The economy immediately sagged back into depression status,where it remained stuck until the unprecedented spending brought on by the military build-up for WWII. This twist in the road to economic recovery, courtesy of massive government spending or stimulus, has served as the foundation upon which the knuckle headed Republican right has rested the specious claim that it was the war, and not the New Deal government spending, which rescued the economy at that time.
Such a notion is a distinction without a difference, a classic example of a fallacy. Still, it has proven to have enough juice that many today believe it actually has some meaning. This allows Republicans and Teacaners to wrongly promote government budget cutting and pain inducing austerity measures in tight times as growth producing and expansionary. There is nothing I know of in the political and economic world that is quite this glaringly false, yet widely believed.
As a result, Obama's original stimulus plan was whittled down to a puny restorative for a massive problem. Still, it managed to head off the total catastrophe sent our way by the horrible economic policies of the Bush administration. What would surely have been a bottomless crash, found a bottom. And that's where we have been for several years; on the bottom, but at least not still plunging.

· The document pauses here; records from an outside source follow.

//! CPU compositor — the reference implementation of the blend math and the
//! fallback when no GPU adapter exists.
//!
//! Layers are placed at their bound rect plus drag offset over a transparent
//! document-sized canvas and folded bottom-to-top with `blend_pixel`, the
//! same formulas the WGSL shader runs.  Rows composite independently, so the
//! outer loop is rayon-parallel.

use image::RgbaImage;
use rayon::prelude::*;

use crate::blend::{
    self, BlendMode, color_burn_channel, color_dodge_channel, divide_channel, hard_light_channel,
    overlay_channel, soft_light_channel,
};
use crate::document::LayerPixelData;

/// One layer ready for compositing, bottom-to-top order.
pub struct PlacedLayer<'a> {
    pub pixels: &'a LayerPixelData,
    pub blend_mode: BlendMode,
    /// 0..=255 layer opacity, multiplied into the source alpha.
    pub opacity: u8,
    /// Drag offset in document pixels, added to the layer's own position.
    pub offset: (f32, f32),
}

/// Blend `top` over `base`, both straight-alpha RGBA.
pub fn blend_pixel(base: [u8; 4], top: [u8; 4], mode: BlendMode, opacity: u8) -> [u8; 4] {
    let src_a = (top[3] as f32 / 255.0) * (opacity as f32 / 255.0);
    if src_a <= 0.0 {
        return base;
    }
    // Fully opaque Normal replaces outright.
    if mode == BlendMode::Normal && src_a >= 1.0 {
        return [top[0], top[1], top[2], 255];
    }

    let dst_a = base[3] as f32 / 255.0;
    let b = [
        base[0] as f32 / 255.0,
        base[1] as f32 / 255.0,
        base[2] as f32 / 255.0,
    ];
    let s = [
        top[0] as f32 / 255.0,
        top[1] as f32 / 255.0,
        top[2] as f32 / 255.0,
    ];

    let blended = blend_rgb(b, s, mode);

    // Source-over with straight-alpha divide-out.
    let out_a = src_a + dst_a * (1.0 - src_a);
    if out_a <= 0.0 {
        return [0, 0, 0, 0];
    }
    let mut out = [0u8; 4];
    for c in 0..3 {
        let v = (blended[c] * src_a + b[c] * dst_a * (1.0 - src_a)) / out_a;
        out[c] = (v.clamp(0.0, 1.0) * 255.0).round() as u8;
    }
    out[3] = (out_a.clamp(0.0, 1.0) * 255.0).round() as u8;
    out
}

fn blend_rgb(b: [f32; 3], s: [f32; 3], mode: BlendMode) -> [f32; 3] {
    match mode {
        BlendMode::Normal => s,
        BlendMode::Multiply => per_channel(b, s, |b, s| b * s),
        BlendMode::Screen => per_channel(b, s, |b, s| b + s - b * s),
        BlendMode::Overlay => per_channel(b, s, overlay_channel),
        BlendMode::Darken => per_channel(b, s, |b, s| b.min(s)),
        BlendMode::Lighten => per_channel(b, s, |b, s| b.max(s)),
        BlendMode::ColorDodge => per_channel(b, s, color_dodge_channel),
        BlendMode::ColorBurn => per_channel(b, s, color_burn_channel),
        BlendMode::SoftLight => per_channel(b, s, soft_light_channel),
        BlendMode::HardLight => per_channel(b, s, hard_light_channel),
        BlendMode::Difference => per_channel(b, s, |b, s| (b - s).abs()),
        BlendMode::Exclusion => per_channel(b, s, |b, s| b + s - 2.0 * b * s),
        BlendMode::LinearBurn => per_channel(b, s, |b, s| (b + s - 1.0).max(0.0)),
        BlendMode::LinearDodge => per_channel(b, s, |b, s| (b + s).min(1.0)),
        BlendMode::Subtract => per_channel(b, s, |b, s| (b - s).max(0.0)),
        BlendMode::Divide => per_channel(b, s, divide_channel),
        BlendMode::Hue => {
            let sat = blend::saturation(b);
            blend::set_luminance(blend::set_saturation(s, sat), blend::luminance(b))
        }
        BlendMode::Saturation => {
            let sat = blend::saturation(s);
            blend::set_luminance(blend::set_saturation(b, sat), blend::luminance(b))
        }
        BlendMode::Color => blend::set_luminance(s, blend::luminance(b)),
        BlendMode::Luminosity => blend::set_luminance(b, blend::luminance(s)),
    }
}

#[inline]
fn per_channel(b: [f32; 3], s: [f32; 3], f: impl Fn(f32, f32) -> f32) -> [f32; 3] {
    [f(b[0], s[0]), f(b[1], s[1]), f(b[2], s[2])]
}

/// Composite `layers` (bottom-to-top) over a transparent document canvas.
pub fn composite(doc_width: u32, doc_height: u32, layers: &[PlacedLayer<'_>]) -> RgbaImage {
    let mut canvas = RgbaImage::new(doc_width, doc_height);
    if doc_width == 0 || doc_height == 0 {
        return canvas;
    }

    let row_len = doc_width as usize * 4;
    canvas
        .par_chunks_exact_mut(row_len)
        .enumerate()
        .for_each(|(y, row)| {
            for layer in layers {
                composite_row(row, y as i64, doc_width, layer);
            }
        });
    canvas
}

fn composite_row(row: &mut [u8], y: i64, doc_width: u32, layer: &PlacedLayer<'_>) {
    let px = layer.pixels;
    // Offsets round to whole pixels for sampling, matching the shader's
    // texel snap.
    let left = px.left as i64 + layer.offset.0.round() as i64;
    let top = px.top as i64 + layer.offset.1.round() as i64;

    let ly = y - top;
    if ly < 0 || ly >= px.height as i64 {
        return;
    }

    let x0 = left.max(0);
    let x1 = (left + px.width as i64).min(doc_width as i64);
    for x in x0..x1 {
        let src_idx = ((ly as u32 * px.width + (x - left) as u32) * 4) as usize;
        let dst_idx = x as usize * 4;
        let top_px: [u8; 4] = px.rgba[src_idx..src_idx + 4]
            .try_into()
            .unwrap_or([0, 0, 0, 0]);
        let base_px: [u8; 4] = row[dst_idx..dst_idx + 4]
            .try_into()
            .unwrap_or([0, 0, 0, 0]);
        let out = blend_pixel(base_px, top_px, layer.blend_mode, layer.opacity);
        row[dst_idx..dst_idx + 4].copy_from_slice(&out);
    }
}

#[cfg(test)]
mod tests {
    use super::*;

    fn solid(w: u32, h: u32, rgba: [u8; 4], left: i32, top: i32) -> LayerPixelData {
        let mut buf = Vec::with_capacity((w * h * 4) as usize);
        for _ in 0..w * h {
            buf.extend_from_slice(&rgba);
        }
        LayerPixelData::new(buf, w, h, left, top)
    }

    #[test]
    fn normal_opaque_replaces() {
        let out = blend_pixel([10, 20, 30, 255], [200, 100, 50, 255], BlendMode::Normal, 255);
        assert_eq!(out, [200, 100, 50, 255]);
    }

    #[test]
    fn zero_alpha_top_leaves_base() {
        let base = [10, 20, 30, 255];
        assert_eq!(blend_pixel(base, [99, 99, 99, 0], BlendMode::Multiply, 255), base);
        assert_eq!(blend_pixel(base, [99, 99, 99, 255], BlendMode::Multiply, 0), base);
    }

    #[test]
    fn multiply_darkens() {
        let out = blend_pixel([128, 128, 128, 255], [128, 128, 128, 255], BlendMode::Multiply, 255);
        assert!(out[0] < 128);
        assert_eq!(out[3], 255);
    }

    #[test]
    fn blend_order_is_not_commutative() {
        let a = [200, 40, 40, 255];
        let b = [40, 200, 40, 255];
        let ab = blend_pixel(a, b, BlendMode::ColorBurn, 255);
        let ba = blend_pixel(b, a, BlendMode::ColorBurn, 255);
        assert_ne!(ab, ba);
    }

    #[test]
    fn half_opacity_normal_is_a_mix() {
        let out = blend_pixel([0, 0, 0, 255], [255, 255, 255, 255], BlendMode::Normal, 128);
        assert!(out[0] > 100 && out[0] < 155, "got {}", out[0]);
        assert_eq!(out[3], 255);
    }

    #[test]
    fn composite_places_layer_at_bounds() {
        let layer = solid(2, 2, [255, 0, 0, 255], 1, 1);
        let placed = PlacedLayer {
            pixels: &layer,
            blend_mode: BlendMode::Normal,
            opacity: 255,
            offset: (0.0, 0.0),
        };
        let out = composite(4, 4, &[placed]);
        assert_eq!(out.get_pixel(0, 0).0, [0, 0, 0, 0]);
        assert_eq!(out.get_pixel(1, 1).0, [255, 0, 0, 255]);
        assert_eq!(out.get_pixel(2, 2).0, [255, 0, 0, 255]);
        assert_eq!(out.get_pixel(3, 3).0, [0, 0, 0, 0]);
    }

    #[test]
    fn drag_offset_shifts_the_composite() {
        let layer = solid(2, 2, [0, 255, 0, 255], 0, 0);
        let base = composite(
            6,
            6,
            &[PlacedLayer {
                pixels: &layer,
                blend_mode: BlendMode::Normal,
                opacity: 255,
                offset: (0.0, 0.0),
            }],
        );
        let moved = composite(
            6,
            6,
            &[PlacedLayer {
                pixels: &layer,
                blend_mode: BlendMode::Normal,
                opacity: 255,
                offset: (3.0, 2.0),
            }],
        );
        for y in 0..2u32 {
            for x in 0..2u32 {
                assert_eq!(base.get_pixel(x, y), moved.get_pixel(x + 3, y + 2));
            }
        }
        assert_eq!(moved.get_pixel(0, 0).0, [0, 0, 0, 0]);
    }

    #[test]
    fn layers_fold_bottom_to_top() {
        let red = solid(2, 2, [255, 0, 0, 255], 0, 0);
        let green = solid(2, 2, [0, 255, 0, 255], 0, 0);
        let out = composite(
            2,
            2,
            &[
                PlacedLayer {
                    pixels: &red,
                    blend_mode: BlendMode::Normal,
                    opacity: 255,
                    offset: (0.0, 0.0),
                },
                PlacedLayer {
                    pixels: &green,
                    blend_mode: BlendMode::Normal,
                    opacity: 255,
                    offset: (0.0, 0.0),
                },
            ],
        );
        assert_eq!(out.get_pixel(0, 0).0, [0, 255, 0, 255]);
    }

    #[test]
    fn layer_clipped_at_document_edge() {
        let layer = solid(4, 4, [9, 9, 9, 255], -2, -2);
        let placed = PlacedLayer {
            pixels: &layer,
            blend_mode: BlendMode::Normal,
            opacity: 255,
            offset: (0.0, 0.0),
        };
        let out = composite(3, 3, &[placed]);
        assert_eq!(out.get_pixel(0, 0).0, [9, 9, 9, 255]);
        assert_eq!(out.get_pixel(2, 2).0, [0, 0, 0, 0]);
    }
}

Now, however, we find ourselves back in 1937. A Democratic President, a Democrat, is caving into the idiotic demands of right wing economic and political pressure. When we more than ever need massive government intervention to kick start and kick up this economy, President Obama has decided to heed the Republican call to just kick it. He capitulated to the newly radicalized, right wing controlled Congress, and signed off on pain and austerity budget cutting measures, guaranteed to bring forth - you guessed it - nothing but more painful and austere conditions. In a word, this economy is again on the way down. Until and unless Obama changes direction, it is hard to see when or if this economy will.
There is yet another parallel, 1937 and today, crash story I find rather interesting. It has to do with the disastrous consequences of foolishly ignoring scientific facts, in favor of doing the expedient. The 1930s were the peak of the gas-filled airship era. The German Zeppelin company was the leader of the industry. And its huge Hindenburg vessel was the largest and most impressive of the fleet.

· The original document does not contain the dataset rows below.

//! Horizontal prediction filter used by zip-with-prediction channels.
//!
//! Each row stores deltas: byte `i` (for `i >= stride`) is the difference
//! from byte `i - stride`, modulo 256.  Rows are independent.  The stride is
//! one byte for sub-byte depths, otherwise the sample size in bytes.

/// Byte stride between predicted samples for a given bit depth.
pub fn stride_for_depth(depth: u16) -> usize {
    if depth < 8 { 1 } else { depth as usize / 8 }
}

/// Undo the prediction filter in place.  `row_bytes` is the uncompressed
/// byte length of one scanline; a trailing partial row is left untouched.
pub fn remove_prediction(data: &mut [u8], row_bytes: usize, stride: usize) {
    if row_bytes == 0 || stride == 0 {
        return;
    }
    for row in data.chunks_exact_mut(row_bytes) {
        for i in stride..row.len() {
            row[i] = row[i].wrapping_add(row[i - stride]);
        }
    }
}

/// Apply the prediction filter in place (the encoder side, used by tests).
pub fn apply_prediction(data: &mut [u8], row_bytes: usize, stride: usize) {
    if row_bytes == 0 || stride == 0 {
        return;
    }
    for row in data.chunks_exact_mut(row_bytes) {
        for i in (stride..row.len()).rev() {
            row[i] = row[i].wrapping_sub(row[i - stride]);
        }
    }
}
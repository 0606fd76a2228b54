//! The viewer engine: owns the render state, the decode worker, the GPU
//! renderer (when one exists) and the interaction state machine, and exposes
//! the operations the host shell drives.
//!
//! Threading: all maps here (layer pixels, offsets, textures) are mutated
//! only by the thread that owns the engine.  The decode worker never touches
//! them; it hands finished pixel buffers back through
//! [`ViewerEngine::poll_decodes`].

use std::collections::{HashMap, HashSet};

use egui::Pos2;
use image::RgbaImage;

use crate::composite_cpu::{self, PlacedLayer};
use crate::decode::worker::{ChannelJob, DecodeService};
use crate::document::{Document, LayerPixelData, LayerRenderInfo};
use crate::error::{DecodeError, ViewerError};
use crate::gpu::{GpuRenderer, LayerPlacement};
use crate::interact::{InteractState, Outcome};
use crate::overlay::{OverlayShapes, hit_test_layers};
use crate::source::DocumentSource;
use crate::view::ViewTransform;
use crate::{log_err, log_info, log_warn};

pub struct ViewerEngine {
    doc_width: u32,
    doc_height: u32,
    /// Flattened render infos in tree order (visual top to bottom).
    infos: Vec<LayerRenderInfo>,
    /// Decoded per-layer pixels, keyed by layer index.
    layer_pixels: HashMap<usize, LayerPixelData>,
    /// The file's pre-flattened composite, used for display before layers
    /// decode and as the source for lazy layer extraction.
    composite_image: Option<Vec<u8>>,
    /// Sparse drag offsets; absence means (0, 0).
    offsets: HashMap<usize, (f32, f32)>,
    /// Layers whose decode failed; excluded from compositing.
    failed_layers: HashSet<usize>,

    gpu: Option<GpuRenderer>,
    decode: DecodeService,
    interact: InteractState,
    view: ViewTransform,

    /// Canvas size in logical pixels, and the device pixel ratio for the
    /// backing render target.
    canvas_size: (f32, f32),
    device_pixel_ratio: f32,

    /// Latest CPU composite (fallback path, and the deterministic surface
    /// the tests use).
    cpu_composite: Option<RgbaImage>,
    composite_dirty: bool,
}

But there was a problem. The Hindenburg depended on hydrogen gas for lift. In the original plan, Zeppelin had called for it to be helium filled. The U.S., however, owned all the natural supplies of helium, and had decided to stop making it available to Nazi controlled Germany. So, Dr. Hugo Eckner, the head of the Zeppelin company, decided, against his better judgement and earlier plans, to go with the far more volatile hydrogen gas, purely for short-term expediency. There was no effort to seek out other alternatives or to find another way. Damn the dangers.

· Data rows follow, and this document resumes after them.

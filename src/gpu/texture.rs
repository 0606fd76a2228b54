// ============================================================================
// LAYER TEXTURE — GPU-side texture for one layer's decoded pixels
// ============================================================================

/// A GPU-side RGBA8 texture holding one layer's decoded pixel data, plus the
/// bind group the blend pipeline samples it through.
pub struct LayerTexture {
    pub texture: wgpu::Texture,
    pub view: wgpu::TextureView,
    pub bind_group: wgpu::BindGroup,
    pub width: u32,
    pub height: u32,
}

impl LayerTexture {
    /// Create a new GPU texture from straight-alpha RGBA pixel data.
    pub fn new(
        device: &wgpu::Device,
        queue: &wgpu::Queue,
        bind_group_layout: &wgpu::BindGroupLayout,
        sampler: &wgpu::Sampler,
        width: u32,
        height: u32,
        data: &[u8],
    ) -> Self {
        let texture = device.create_texture(&wgpu::TextureDescriptor {
            label: Some("LayerTexture"),
            size: wgpu::Extent3d { width, height, depth_or_array_layers: 1 },
            mip_level_count: 1,
            sample_count: 1,
            dimension: wgpu::TextureDimension::D2,
            format: wgpu::TextureFormat::Rgba8Unorm,
            usage: wgpu::TextureUsages::TEXTURE_BINDING | wgpu::TextureUsages::COPY_DST,
            view_formats: &[],
        });

        queue.write_texture(
            wgpu::ImageCopyTexture {
                texture: &texture,
                mip_level: 0,
                origin: wgpu::Origin3d::ZERO,
                aspect: wgpu::TextureAspect::All,
            },
            data,
            wgpu::ImageDataLayout {
                offset: 0,
                bytes_per_row: Some(4 * width),
                rows_per_image: Some(height),
            },
            wgpu::Extent3d { width, height, depth_or_array_layers: 1 },
        );

        let view = texture.create_view(&wgpu::TextureViewDescriptor::default());

        let bind_group = device.create_bind_group(&wgpu::BindGroupDescriptor {
            label: Some("LayerTexture bind group"),
            layout: bind_group_layout,
            entries: &[
                wgpu::BindGroupEntry {
                    binding: 0,
                    resource: wgpu::BindingResource::TextureView(&view),
                },
                wgpu::BindGroupEntry {
                    binding: 1,
                    resource: wgpu::BindingResource::Sampler(sampler),
                },
            ],
        });

        Self { texture, view, bind_group, width, height }
    }

    /// Re-upload all pixel data, e.g. after a fresh decode of the same layer.
    pub fn upload_full(&self, queue: &wgpu::Queue, data: &[u8]) {
        debug_assert_eq!(data.len(), (self.width * self.height * 4) as usize);
        queue.write_texture(
            wgpu::ImageCopyTexture {
                texture: &self.texture,
                mip_level: 0,
                origin: wgpu::Origin3d::ZERO,
                aspect: wgpu::TextureAspect::All,
            },
            data,
            wgpu::ImageDataLayout {
                offset: 0,
                bytes_per_row: Some(4 * self.width),
                rows_per_image: Some(self.height),
            },
            wgpu::Extent3d {
                width: self.width,
                height: self.height,
                depth_or_array_layers: 1,
            },
        );
    }
}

Well, in May 1937, at Lakehurst, New Jersey naval air station, the Hindenburg exploded into flames, while attempting to tie up to its mooring masthead. The famous incident was captured on video and reported live on radio. It was stunningly horrific, so much so that it led to the end of the entire airship industry.
Today, we are stuck on fossil fuel dependence. We know that it is causing climate change. We know something of the horrific consequences which will result. But political flak apologists for the industry, along with the whole right wing side of the political spectrum, which relies upon its death grip embrace of anti-intellectual ignorance to survive, disdain and deny science. We cannot be bothered with finding a better way; we want to do what we want to do, right now! Damn the dangers.
This may engender not simply some singular, but a planetary crash. This foolish disregard for knowledge and wisdom cannot lead to the end of a long gone airship industry, but it may lead to the end of the very air as we know it.